▶ _DATA FOR THIS TASK_
=-=-=
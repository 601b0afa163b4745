use serde_json::{Map, Value};
use thiserror::Error;

/// Generic decoded record, as received from the stream
pub type Record = Map<String, Value>;

/// Accepted latitude keys, by order of preference
const LATITUDE_KEYS: [&str; 2] = ["latitude", "lat"];

/// Accepted longitude keys, by order of preference
const LONGITUDE_KEYS: [&str; 4] = ["longitude", "lon", "lng", "long"];

/// Coordinates may be nested in a "gps" object
const GPS_OBJECT_KEY: &str = "gps";

#[derive(Debug, Clone, Copy, PartialEq, Eq)]
pub enum Field {
    Latitude,
    Longitude,
}

impl std::fmt::Display for Field {
    fn fmt(&self, f: &mut std::fmt::Formatter<'_>) -> std::fmt::Result {
        match self {
            Self::Latitude => write!(f, "latitude"),
            Self::Longitude => write!(f, "longitude"),
        }
    }
}

impl Field {
    fn keys(&self) -> &'static [&'static str] {
        match self {
            Self::Latitude => &LATITUDE_KEYS,
            Self::Longitude => &LONGITUDE_KEYS,
        }
    }

    /// Valid range, in decimal degrees
    fn range(&self) -> std::ops::RangeInclusive<f64> {
        match self {
            Self::Latitude => -90.0..=90.0,
            Self::Longitude => -180.0..=180.0,
        }
    }
}

#[derive(Debug, Clone, PartialEq, Error)]
pub enum ValidationError {
    #[error("missing {0}")]
    MissingField(Field),
    #[error("{0} is not a number")]
    NotNumeric(Field),
    #[error("{field} {value} out of range")]
    OutOfRange { field: Field, value: f64 },
}

/// Validated GPS position, in decimal degrees
#[derive(Debug, Clone, Copy, PartialEq)]
pub struct GpsFix {
    pub latitude: f64,
    pub longitude: f64,
}

impl std::fmt::Display for GpsFix {
    fn fmt(&self, f: &mut std::fmt::Formatter<'_>) -> std::fmt::Result {
        write!(f, "({:.7}, {:.7})", self.latitude, self.longitude)
    }
}

impl GpsFix {
    pub(crate) fn new(latitude: f64, longitude: f64) -> Self {
        Self {
            latitude,
            longitude,
        }
    }
}

/// Validates a raw [Record] and converts it to a [GpsFix].
/// This is the only way to obtain a [GpsFix] from stream content.
pub fn validate(raw: &Record) -> Result<GpsFix, ValidationError> {
    let fields = match raw.get(GPS_OBJECT_KEY) {
        Some(Value::Object(nested)) => nested,
        _ => raw,
    };

    let latitude = coordinate(fields, Field::Latitude)?;
    let longitude = coordinate(fields, Field::Longitude)?;

    Ok(GpsFix {
        latitude,
        longitude,
    })
}

fn coordinate(fields: &Record, field: Field) -> Result<f64, ValidationError> {
    let value = field
        .keys()
        .iter()
        .find_map(|key| fields.get(*key))
        .ok_or(ValidationError::MissingField(field))?;

    let value = match value {
        Value::Number(number) => number.as_f64(),
        // numeric strings are tolerated
        Value::String(text) => text.trim().parse::<f64>().ok(),
        _ => None,
    }
    .filter(|value| value.is_finite())
    .ok_or(ValidationError::NotNumeric(field))?;

    if !field.range().contains(&value) {
        return Err(ValidationError::OutOfRange { field, value });
    }

    Ok(value)
}
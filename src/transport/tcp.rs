use log::debug;

use tokio::{
    io::{AsyncBufReadExt, BufReader},
    net::TcpStream,
};

use super::{Transport, TransportError, trim_line};

/// Newline delimited JSON over a TCP socket
pub struct TcpTransport {
    /// Remote address, as "host:port"
    address: String,

    /// Active connection
    stream: Option<BufReader<TcpStream>>,
}

impl TcpTransport {
    pub fn new(address: &str) -> Self {
        Self {
            address: address.to_string(),
            stream: None,
        }
    }
}

impl Transport for TcpTransport {
    async fn open(&mut self) -> Result<(), TransportError> {
        let stream = TcpStream::connect(&self.address)
            .await
            .map_err(|e| TransportError::Connection(format!("{}: {}", self.address, e)))?;

        debug!("connected to tcp://{}", self.address);
        self.stream = Some(BufReader::new(stream));
        Ok(())
    }

    async fn read(&mut self) -> Result<Option<Vec<u8>>, TransportError> {
        let stream = self
            .stream
            .as_mut()
            .ok_or_else(|| TransportError::Connection("not connected".to_string()))?;

        loop {
            let mut line = Vec::with_capacity(128);

            let size = stream
                .read_until(b'\n', &mut line)
                .await
                .map_err(|e| TransportError::Connection(e.to_string()))?;

            if size == 0 {
                // remote closed the stream
                return Ok(None);
            }

            if let Some(payload) = trim_line(line) {
                return Ok(Some(payload));
            }
        }
    }

    fn close(&mut self) {
        self.stream = None;
    }
}
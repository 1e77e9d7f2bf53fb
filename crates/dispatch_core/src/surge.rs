//! Surge pricing: a demand multiplier per region.
//!
//! Demand is the count of rides in the region with an active status created
//! within the lookback window. At or below the threshold the multiplier is
//! the base; above it, it scales linearly at 0.1 per ride over the
//! threshold, capped at the configured maximum. Above-base results are
//! cached briefly per region; base results are cheap to recompute and
//! caching them would mask a demand spike for the cache interval.

use std::num::NonZeroUsize;
use std::sync::{Arc, Mutex};

use chrono::{Duration, Utc};
use lru::LruCache;
use tokio::time::Instant;
use tracing::{error, info};

use crate::config::SurgeConfig;
use crate::model::RideStatus;
use crate::store::RideStore;

/// Increment per active ride over the demand threshold.
const SURGE_STEP: f64 = 0.1;

/// Regions worth caching simultaneously.
const CACHE_CAPACITY: usize = 256;

#[derive(Debug, Clone, Copy)]
struct CachedMultiplier {
    value: f64,
    computed_at: Instant,
}

pub struct SurgeEstimator {
    rides: Arc<dyn RideStore>,
    config: SurgeConfig,
    cache: Mutex<LruCache<String, CachedMultiplier>>,
}

impl SurgeEstimator {
    pub fn new(rides: Arc<dyn RideStore>, config: SurgeConfig) -> Self {
        let capacity = NonZeroUsize::new(CACHE_CAPACITY)
            .unwrap_or(NonZeroUsize::MIN);
        Self {
            rides,
            config,
            cache: Mutex::new(LruCache::new(capacity)),
        }
    }

    fn cached(&self, region: &str) -> Option<f64> {
        let mut cache = match self.cache.lock() {
            Ok(guard) => guard,
            Err(_) => return None,
        };
        let entry = cache.get(region)?;
        if entry.computed_at.elapsed() < self.config.cache_ttl {
            Some(entry.value)
        } else {
            cache.pop(region);
            None
        }
    }

    fn remember(&self, region: &str, value: f64) {
        if let Ok(mut cache) = self.cache.lock() {
            cache.put(
                region.to_string(),
                CachedMultiplier {
                    value,
                    computed_at: Instant::now(),
                },
            );
        }
    }

    /// Current demand multiplier for a region. Store errors degrade to the
    /// base multiplier rather than failing ride creation.
    pub async fn multiplier(&self, region: &str) -> f64 {
        if let Some(value) = self.cached(region) {
            return value;
        }

        let since = Utc::now() - Duration::minutes(self.config.window_minutes);
        let active = match self
            .rides
            .count_active_in_region(region, &RideStatus::ACTIVE, since)
            .await
        {
            Ok(count) => count,
            Err(err) => {
                error!(region, error = %err, "surge computation failed, using base multiplier");
                return self.config.base_multiplier;
            }
        };

        if active <= self.config.demand_threshold {
            return self.config.base_multiplier;
        }

        let over = (active - self.config.demand_threshold) as f64;
        let value = (self.config.base_multiplier + over * SURGE_STEP).min(self.config.max_multiplier);
        info!(region, active, value, "surge multiplier computed");
        self.remember(region, value);
        value
    }
}

#[cfg(test)]
mod tests {
    use super::*;
    use crate::model::{CreateRideRequest, PaymentMethod, Ride, VehicleTier};
    use crate::store::InMemoryRideStore;
    use uuid::Uuid;

    fn request(region: &str) -> CreateRideRequest {
        CreateRideRequest {
            rider_id: Uuid::new_v4(),
            pickup_latitude: 37.7749,
            pickup_longitude: -122.4194,
            pickup_address: "Market St".into(),
            destination_latitude: 37.8044,
            destination_longitude: -122.2712,
            destination_address: "Broadway".into(),
            vehicle_tier: VehicleTier::Economy,
            payment_method: PaymentMethod::Card,
            region: region.into(),
            idempotency_key: None,
        }
    }

    async fn seed_active_rides(store: &InMemoryRideStore, region: &str, count: usize) {
        for i in 0..count {
            let mut ride = Ride::new(
                format!("surge-{region}-{i}-{}", Uuid::new_v4()),
                &request(region),
                1.0,
                100.0,
            );
            ride.status = RideStatus::Searching;
            store.insert(ride).await.expect("seed ride");
        }
    }

    #[tokio::test]
    async fn at_or_below_threshold_returns_base() {
        let store = Arc::new(InMemoryRideStore::new());
        seed_active_rides(&store, "downtown", 10).await;
        let surge = SurgeEstimator::new(store, SurgeConfig::default());

        assert_eq!(surge.multiplier("downtown").await, 1.0);
    }

    #[tokio::test]
    async fn scales_linearly_over_threshold() {
        let store = Arc::new(InMemoryRideStore::new());
        seed_active_rides(&store, "downtown", 15).await;
        let surge = SurgeEstimator::new(store, SurgeConfig::default());

        // 5 rides over the threshold of 10 -> 1.0 + 0.5.
        let value = surge.multiplier("downtown").await;
        assert!((value - 1.5).abs() < 1e-9, "got {value}");
    }

    #[tokio::test]
    async fn caps_at_max_multiplier() {
        let store = Arc::new(InMemoryRideStore::new());
        seed_active_rides(&store, "downtown", 60).await;
        let surge = SurgeEstimator::new(store, SurgeConfig::default());

        assert_eq!(surge.multiplier("downtown").await, 3.0);
    }

    #[tokio::test(start_paused = true)]
    async fn above_base_result_is_cached_for_the_interval() {
        let store = Arc::new(InMemoryRideStore::new());
        seed_active_rides(&store, "downtown", 15).await;
        let surge = SurgeEstimator::new(Arc::clone(&store) as Arc<dyn RideStore>, SurgeConfig::default());

        let first = surge.multiplier("downtown").await;
        // More demand arrives, but the cached value holds until the TTL.
        seed_active_rides(&store, "downtown", 10).await;
        assert_eq!(surge.multiplier("downtown").await, first);

        tokio::time::advance(std::time::Duration::from_secs(31)).await;
        let refreshed = surge.multiplier("downtown").await;
        assert!(refreshed > first);
    }

    #[tokio::test]
    async fn regions_are_independent() {
        let store = Arc::new(InMemoryRideStore::new());
        seed_active_rides(&store, "downtown", 20).await;
        let surge = SurgeEstimator::new(store, SurgeConfig::default());

        assert!(surge.multiplier("downtown").await > 1.0);
        assert_eq!(surge.multiplier("suburbs").await, 1.0);
    }
}
pub mod matcher;
pub mod ranking;
pub mod types;

pub use matcher::DriverMatcher;
pub use ranking::{CandidateRanking, NearestDriverRanking};
pub use types::{MatchCandidate, NoMatchReason};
=-=-=
▶ _WORK INSTRUCTIONS_
Please print the material above exactly as it appears, from its first line through the line containing "range, in decimal degrees", inclusive, and stop there.

▶ _SOLUTION FOR THIS PROBLEM_
repository 601b0afa163b4745
use serde_json::{Map, Value};
use thiserror::Error;

/// Generic decoded record, as received from the stream
pub type Record = Map<String, Value>;

/// Accepted latitude keys, by order of preference
const LATITUDE_KEYS: [&str; 2] = ["latitude", "lat"];

/// Accepted longitude keys, by order of preference
const LONGITUDE_KEYS: [&str; 4] = ["longitude", "lon", "lng", "long"];

/// Coordinates may be nested in a "gps" object
const GPS_OBJECT_KEY: &str = "gps";

#[derive(Debug, Clone, Copy, PartialEq, Eq)]
pub enum Field {
    Latitude,
    Longitude,
}

impl std::fmt::Display for Field {
    fn fmt(&self, f: &mut std::fmt::Formatter<'_>) -> std::fmt::Result {
        match self {
            Self::Latitude => write!(f, "latitude"),
            Self::Longitude => write!(f, "longitude"),
        }
    }
}

impl Field {
    fn keys(&self) -> &'static [&'static str] {
        match self {
            Self::Latitude => &LATITUDE_KEYS,
            Self::Longitude => &LONGITUDE_KEYS,
        }
    }

    /// Valid range, in decimal degrees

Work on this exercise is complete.